You cannot grasp Russia with your mind 
Or judge her by any common measure, 
Russia is one of a special kind –
You can only believe in her.7

            In this kind of mystical perception, Russia had no need for apology; her true defender was history. All apologetics was simply confirmation, through human words, of what was intuitively perceived as deep reality. Those, who had intuition for truth, did not need persuasion; and those, who defended the truth, did not need to worry, because the truth defends itself in history, in time. Russia, as the embodiment of Caesar and the Universal Church, was the history in its metaphysical form, purified from the elements of temporality. She lives, changes, and will always be. This "be" was Russia itself in itself. She was not the is, i.e., how she is and how she is perceived in the given moment of time, but rather the be: the absolute of being, of existence, the life itself that surmounts and endures in itself every temporal, momentary is. Tyutchev's perception of Russia was the perception of a "believer" for whom the material and the temporal was always second after the spiritual and the eternal. This explains his aggravation against the view that Russia was only a "material power." To see in Russia simply the material power, its size and raw force, was to miss her true essence and dignity. It was to despise her unique quality and fate. The blindness of the West for the greatness of the East was, for Tyutchev, a proof that the West was sinful; it was like the Gospel verse that says "And the light shines in the darkness, and the darkness did not comprehend it." (John 1:5)

            In Tyutchev's vision, Russia was the metaphysical history. It was the history in its wholeness, where the beginning and the end are already here—revealed. She was the keeper of the Christian rupture of the world history. Whatever happens in history after this rupture was just a confirmation of what had already happened. The West, through its godlessness, was defeated within history. It seems that in Tyutchev's mind the West was the representative of the lie in history. As many of his Russian contemporaries, moral relativism and the sense for complexity were not part of his ways of thinking and interpretation. On the contrary, he judged the world in radically dualistic terms.

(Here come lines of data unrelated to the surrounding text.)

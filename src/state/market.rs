// Liquidation of the ore inventory
use super::ledger::push_log;
use crate::catalog::OreTable;
use crate::error::ActionError;
use crate::model::{PlayerState, RewardPolicy};

#[derive(Clone, Debug, PartialEq)]
pub struct InventoryRow {
    pub id: &'static str,
    pub name: &'static str,
    pub count: u64,
    pub value: u32,
}

/// Catalog order, including ores the player has none of.
pub fn inventory_rows(player: &PlayerState, ores: &OreTable) -> Vec<InventoryRow> {
    ores.ores()
        .iter()
        .map(|ore| InventoryRow { id: ore.id, name: ore.name, count: player.count(ore.id), value: ore.value })
        .collect()
}

/// Σ count × value over the catalog.
pub fn liquidation_value(player: &PlayerState, ores: &OreTable) -> u64 {
    ores.ores()
        .iter()
        .map(|ore| player.count(ore.id).saturating_mul(u64::from(ore.value)))
        .fold(0u64, u64::saturating_add)
}

/// Sells the whole inventory at catalog value and credits the total.
pub fn sell_all(
    player: &mut PlayerState,
    ores: &OreTable,
    policy: RewardPolicy,
    stamp: &str,
) -> Result<u64, ActionError> {
    if !policy.allows_selling() {
        push_log(player, stamp, "Selling is disabled: ore pays out when mined.");
        return Err(ActionError::SellingDisabled);
    }
    let total = liquidation_value(player, ores);
    for ore in ores.ores() {
        if let Some(count) = player.inventory.get_mut(ore.id) {
            *count = 0;
        }
    }
    if total == 0 {
        push_log(player, stamp, "Nothing to sell.");
        return Err(ActionError::NothingToSell);
    }
    player.balance += total as f64;
    push_log(player, stamp, &format!("Sold ore for {total} coins."));
    Ok(total)
}

#[cfg(test)]
mod tests {
    use super::*;
    use crate::catalog::builtin_ores;

    fn stocked() -> PlayerState {
        let mut p = PlayerState::fresh(&builtin_ores());
        p.balance = 2.5;
        p.inventory.insert("stone".into(), 10);
        p.inventory.insert("iron".into(), 3);
        p.inventory.insert("diamond".into(), 1);
        p
    }

    #[test]
    fn test_sell_all_credits_exact_total_and_zeroes_counts() {
        let ores = builtin_ores();
        let mut p = stocked();
        assert_eq!(liquidation_value(&p, &ores), 10 + 24 + 40);
        assert_eq!(sell_all(&mut p, &ores, RewardPolicy::SellToEarn, "t"), Ok(74));
        assert_eq!(p.balance, 76.5);
        assert!(p.inventory.values().all(|&c| c == 0));
        assert_eq!(p.log.last().map(String::as_str), Some("[t] Sold ore for 74 coins."));
    }

    #[test]
    fn test_second_sell_yields_nothing() {
        let ores = builtin_ores();
        let mut p = stocked();
        sell_all(&mut p, &ores, RewardPolicy::SellToEarn, "").unwrap();
        let balance = p.balance;
        assert_eq!(sell_all(&mut p, &ores, RewardPolicy::SellToEarn, ""), Err(ActionError::NothingToSell));
        assert_eq!(p.balance, balance);
        assert_eq!(p.log.last().map(String::as_str), Some("Nothing to sell."));
    }

    #[test]
    fn test_selling_is_refused_under_mine_to_earn() {
        let ores = builtin_ores();
        let mut p = stocked();
        let before = p.inventory.clone();
        assert_eq!(sell_all(&mut p, &ores, RewardPolicy::MineToEarn, ""), Err(ActionError::SellingDisabled));
        assert_eq!(p.inventory, before);
        assert_eq!(p.balance, 2.5);
    }

    #[test]
    fn test_inventory_rows_follow_catalog_order() {
        let ores = builtin_ores();
        let rows = inventory_rows(&stocked(), &ores);
        let ids: Vec<_> = rows.iter().map(|r| r.id).collect();
        assert_eq!(ids, vec!["stone", "coal", "iron", "gold", "diamond"]);
        assert_eq!(rows[2], InventoryRow { id: "iron", name: "Iron", count: 3, value: 8 });
    }
}
use yew::prelude::*;

#[derive(Properties, PartialEq, Clone)]
pub struct ControlsPanelProps {
    pub on_mine: Callback<()>,
    pub on_sell_all: Callback<()>,
    /// Hidden when ore pays out on mining.
    pub show_sell: bool,
    pub sell_value: u64,
    pub on_reset: Callback<()>,
}

#[function_component]
pub fn ControlsPanel(props: &ControlsPanelProps) -> Html {
    let mine_cb = {
        let cb = props.on_mine.clone();
        Callback::from(move |_| cb.emit(()))
    };
    let sell_cb = {
        let cb = props.on_sell_all.clone();
        Callback::from(move |_| cb.emit(()))
    };
    let reset_cb = {
        let cb = props.on_reset.clone();
        Callback::from(move |_| cb.emit(()))
    };
    html! {<div style="background:rgba(22,27,34,0.9); border:1px solid #30363d; border-radius:8px; padding:8px; min-width:200px; display:flex; flex-direction:column; gap:6px;">
        <button onclick={mine_cb} style="font-size:18px; padding:12px 16px;">{"⛏ Mine"}</button>
        { if props.show_sell {
            html!{ <button onclick={sell_cb}>{ format!("Sell all ({} coins)", props.sell_value) }</button> }
        } else { html!{} } }
        <button onclick={reset_cb} style="background:#3b1d1d; border:1px solid #5d2d2d;">{"Reset Progress"}</button>
    </div>}
}
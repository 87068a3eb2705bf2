//! Save/load of the player state. Storage is best-effort: anything unreadable is
//! treated as "no save" and the game starts from defaults.

use crate::model::PlayerState;
use crate::util::cwarn;

pub trait Store {
    fn load(&self) -> Option<PlayerState>;
    fn save(&self, player: &PlayerState);
    fn clear(&self);
}

/// Parses a save payload, rejecting anything inconsistent with `tool_count` tiers.
pub fn decode(raw: &str, tool_count: usize) -> Option<PlayerState> {
    match serde_json::from_str::<PlayerState>(raw) {
        Ok(player) if player.is_consistent(tool_count) => Some(player),
        Ok(player) => {
            cwarn(&format!(
                "discarding save: balance {} / tier {} out of range",
                player.balance, player.tier_index
            ));
            None
        }
        Err(e) => {
            cwarn(&format!("discarding unreadable save: {e}"));
            None
        }
    }
}

/// Browser `localStorage` under a fixed key.
pub struct LocalStore {
    key: &'static str,
    tool_count: usize,
}

impl LocalStore {
    pub fn new(key: &'static str, tool_count: usize) -> Self {
        Self { key, tool_count }
    }

    fn storage() -> Option<web_sys::Storage> {
        web_sys::window()?.local_storage().ok().flatten()
    }
}

impl Store for LocalStore {
    fn load(&self) -> Option<PlayerState> {
        let raw = Self::storage()?.get_item(self.key).ok().flatten()?;
        decode(&raw, self.tool_count)
    }

    fn save(&self, player: &PlayerState) {
        if let Some(store) = Self::storage() {
            if let Ok(s) = serde_json::to_string(player) {
                let _ = store.set_item(self.key, &s);
            }
        }
    }

    fn clear(&self) {
        if let Some(store) = Self::storage() {
            let _ = store.remove_item(self.key);
        }
    }
}

/// In-memory store used in place of `localStorage` off the browser.
#[cfg(test)]
pub struct MemoryStore {
    slot: std::cell::RefCell<Option<String>>,
    tool_count: usize,
}

#[cfg(test)]
impl MemoryStore {
    pub fn new(tool_count: usize) -> Self {
        Self { slot: std::cell::RefCell::new(None), tool_count }
    }

    pub fn put_raw(&self, raw: &str) {
        *self.slot.borrow_mut() = Some(raw.to_string());
    }
}

#[cfg(test)]
impl Store for MemoryStore {
    fn load(&self) -> Option<PlayerState> {
        let raw = self.slot.borrow().clone()?;
        decode(&raw, self.tool_count)
    }

    fn save(&self, player: &PlayerState) {
        if let Ok(s) = serde_json::to_string(player) {
            *self.slot.borrow_mut() = Some(s);
        }
    }

    fn clear(&self) {
        *self.slot.borrow_mut() = None;
    }
}

#[cfg(test)]
mod tests {
    use super::*;
    use crate::catalog::{TOOL_DEFS, builtin_ores};
    use crate::model::{Game, RewardPolicy};
    use rand::SeedableRng;
    use rand::rngs::StdRng;

    fn store() -> MemoryStore {
        MemoryStore::new(TOOL_DEFS.len())
    }

    #[test]
    fn test_saved_state_loads_back() {
        let s = store();
        let mut game = Game::new(RewardPolicy::SellToEarn, builtin_ores(), &TOOL_DEFS, StdRng::seed_from_u64(1));
        for _ in 0..30 {
            game.mine("t");
        }
        game.sell_all("t").unwrap();
        s.save(&game.player);
        assert_eq!(s.load(), Some(game.player.clone()));
    }

    #[test]
    fn test_empty_store_loads_nothing() {
        assert_eq!(store().load(), None);
        let s = store();
        s.save(&PlayerState::default());
        s.clear();
        assert_eq!(s.load(), None);
    }

    #[test]
    fn test_corrupt_payloads_are_treated_as_absent() {
        let s = store();
        for raw in [
            "not json",
            "[1,2,3]",
            r#"{"balance":-4.0}"#,
            r#"{"tier_index":5}"#,
            r#"{"inventory":{"stone":-1}}"#,
            r#"{"log":"oops"}"#,
        ] {
            s.put_raw(raw);
            assert_eq!(s.load(), None, "accepted {raw}");
        }
    }

    #[test]
    fn test_partial_save_gets_defaults() {
        let s = store();
        s.put_raw(r#"{"balance":42.5,"inventory":{"gold":2}}"#);
        let game = Game::new(RewardPolicy::SellToEarn, builtin_ores(), &TOOL_DEFS, StdRng::seed_from_u64(1))
            .with_player(s.load());
        assert_eq!(game.player.balance, 42.5);
        assert_eq!(game.player.tier_index, 0);
        assert_eq!(game.player.count("gold"), 2);
        assert_eq!(game.player.count("stone"), 0);
        assert_eq!(game.player.inventory.len(), 5);
        assert!(game.player.log.is_empty());
    }
}
//! Core data models for the mine clicker.
//! `Game` owns the player state and is driven by the Yew reducer; persistence
//! happens outside of it, after each action.

use crate::catalog::{LOG_CAP, OreTable};
use crate::error::ActionError;
use crate::state::{self, MineReport};
use crate::util::clog;
use rand::rngs::StdRng;
use serde::{Deserialize, Serialize};
use std::collections::BTreeMap;
use std::rc::Rc;
use yew::Reducible;

#[derive(Clone, Copy, Debug, PartialEq)]
pub struct OreType {
    pub id: &'static str,
    pub name: &'static str,
    /// Coins per unit when sold.
    pub value: u32,
    /// Drop probability weight.
    pub chance: f64,
}

#[derive(Clone, Copy, Debug, PartialEq)]
pub struct ToolTier {
    pub id: &'static str,
    pub name: &'static str,
    /// Expected mining attempts per click (>= 1).
    pub power: f64,
    pub price: u32,
}

/// How mined ore turns into coins. Exactly one policy is active per game.
#[derive(Clone, Copy, Debug, PartialEq, Eq, Serialize, Deserialize)]
pub enum RewardPolicy {
    /// Mining only fills the inventory; coins come from selling it.
    SellToEarn,
    /// Each mine action pays out immediately with a power bonus.
    MineToEarn,
}

impl RewardPolicy {
    pub fn allows_selling(self) -> bool {
        matches!(self, RewardPolicy::SellToEarn)
    }
}

#[derive(Clone, Debug, Default, PartialEq, Serialize, Deserialize)]
#[serde(default)]
pub struct PlayerState {
    pub balance: f64,
    /// Index into the tool catalog; never decreases.
    pub tier_index: usize,
    /// Ore id -> units held.
    pub inventory: BTreeMap<String, u64>,
    /// Oldest first, capped at `LOG_CAP`.
    pub log: Vec<String>,
}

impl PlayerState {
    pub fn fresh(ores: &OreTable) -> Self {
        let mut player = Self::default();
        player.ensure_ore_keys(ores);
        player
    }

    /// Adds a zero count for every catalog ore the inventory does not know yet.
    pub fn ensure_ore_keys(&mut self, ores: &OreTable) {
        for ore in ores.ores() {
            self.inventory.entry(ore.id.to_string()).or_insert(0);
        }
    }

    pub fn count(&self, ore_id: &str) -> u64 {
        self.inventory.get(ore_id).copied().unwrap_or(0)
    }

    /// Whether a deserialized state can be trusted against a catalog of `tool_count` tiers.
    pub fn is_consistent(&self, tool_count: usize) -> bool {
        self.balance.is_finite() && self.balance >= 0.0 && self.tier_index < tool_count
    }
}

#[derive(Clone)]
pub struct Game {
    pub player: PlayerState,
    pub policy: RewardPolicy,
    pub ores: Rc<OreTable>,
    pub tools: &'static [ToolTier],
    rng: StdRng,
}

impl Game {
    pub fn new(policy: RewardPolicy, ores: OreTable, tools: &'static [ToolTier], rng: StdRng) -> Self {
        let player = PlayerState::fresh(&ores);
        Self { player, policy, ores: Rc::new(ores), tools, rng }
    }

    /// Installs a loaded save, or keeps the defaults when there is none.
    pub fn with_player(mut self, loaded: Option<PlayerState>) -> Self {
        if let Some(mut player) = loaded {
            player.ensure_ore_keys(&self.ores);
            if player.log.len() > LOG_CAP {
                let excess = player.log.len() - LOG_CAP;
                player.log.drain(..excess);
            }
            self.player = player;
        }
        self
    }

    pub fn current_tool(&self) -> &'static ToolTier {
        let tools = self.tools;
        &tools[self.player.tier_index.min(tools.len() - 1)]
    }

    pub fn mine(&mut self, stamp: &str) -> MineReport {
        let tool = self.current_tool();
        state::mine(&mut self.player, tool, &self.ores, self.policy, &mut self.rng, stamp)
    }

    pub fn buy(&mut self, index: usize, stamp: &str) -> Result<&'static ToolTier, ActionError> {
        state::buy_tool(&mut self.player, self.tools, index, stamp)
    }

    pub fn sell_all(&mut self, stamp: &str) -> Result<u64, ActionError> {
        state::sell_all(&mut self.player, &self.ores, self.policy, stamp)
    }

    pub fn boot(&mut self, stamp: &str) {
        state::push_log(&mut self.player, stamp, "Game loaded. Happy mining!");
    }

    pub fn reset(&mut self, stamp: &str) {
        self.player = PlayerState::fresh(&self.ores);
        state::push_log(&mut self.player, stamp, "Progress reset.");
    }
}

// ---------------- Reducer & Actions -----------------
#[derive(Clone, Debug)]
pub enum GameAction {
    Mine { stamp: String },
    Buy { index: usize, stamp: String },
    SellAll { stamp: String },
    /// Dispatched once after the save has been loaded.
    Boot { stamp: String },
    Reset { stamp: String },
}

impl Reducible for Game {
    type Action = GameAction;

    fn reduce(self: Rc<Self>, action: Self::Action) -> Rc<Self> {
        use GameAction::*;
        let mut new = (*self).clone();
        match action {
            Mine { stamp } => {
                let report = new.mine(&stamp);
                clog(&format!("mine: {} attempts, +{} coins", report.attempts, report.earned));
            }
            Buy { index, stamp } => match new.buy(index, &stamp) {
                Ok(tool) => clog(&format!("bought {}", tool.id)),
                Err(e) => clog(&format!("purchase rejected: {e}")),
            },
            SellAll { stamp } => match new.sell_all(&stamp) {
                Ok(total) => clog(&format!("sold inventory for {total}")),
                Err(e) => clog(&format!("sell rejected: {e}")),
            },
            Boot { stamp } => new.boot(&stamp),
            Reset { stamp } => new.reset(&stamp),
        }
        Rc::new(new)
    }
}
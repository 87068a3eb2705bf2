mod catalog;
mod components;
mod error;
mod model;
mod state;
mod storage;
mod util;

use components::App;

fn main() {
    yew::Renderer::<App>::new().render();
}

His worldview was not so much an example of Hegelianism, but rather of a modern form of Manichaeism, peculiar and necessary for the formation of the national sense. In the nationalistic ideology, there is necessarily a conflict between "us" and "them," it is the politics in the Schmittean sense, not in the Hegelian, in which the inclusive, synthetic element dominates the exclusive. Tyutchev's patriotic thinking was built upon the underlying conviction that there was a massive conflict between truth and untruth, good and evil. His Manichean dualism was represented in his idea of the fight between the two opposites: Russia, the good, and the West, the evil; Russia, the truth and the tradition, and the West, the lie and the progressive corruption. He believed that history was created in this conflict; he was convinced that the struggle will grow stronger, will "flare up."8 But there was, as we have said, a difference between history and history. There was a history as a conflict in time between good and evil, truth and lie, eternal and temporal, a conflict that will intensify and lead to apocalypse, and there was another, eschatological history that was good without evil, that was truth without lie, and that was eternal without the temporal. Despite being involved in the temporal conflict between good and evil, Russia was the manifestation of the eschatological history.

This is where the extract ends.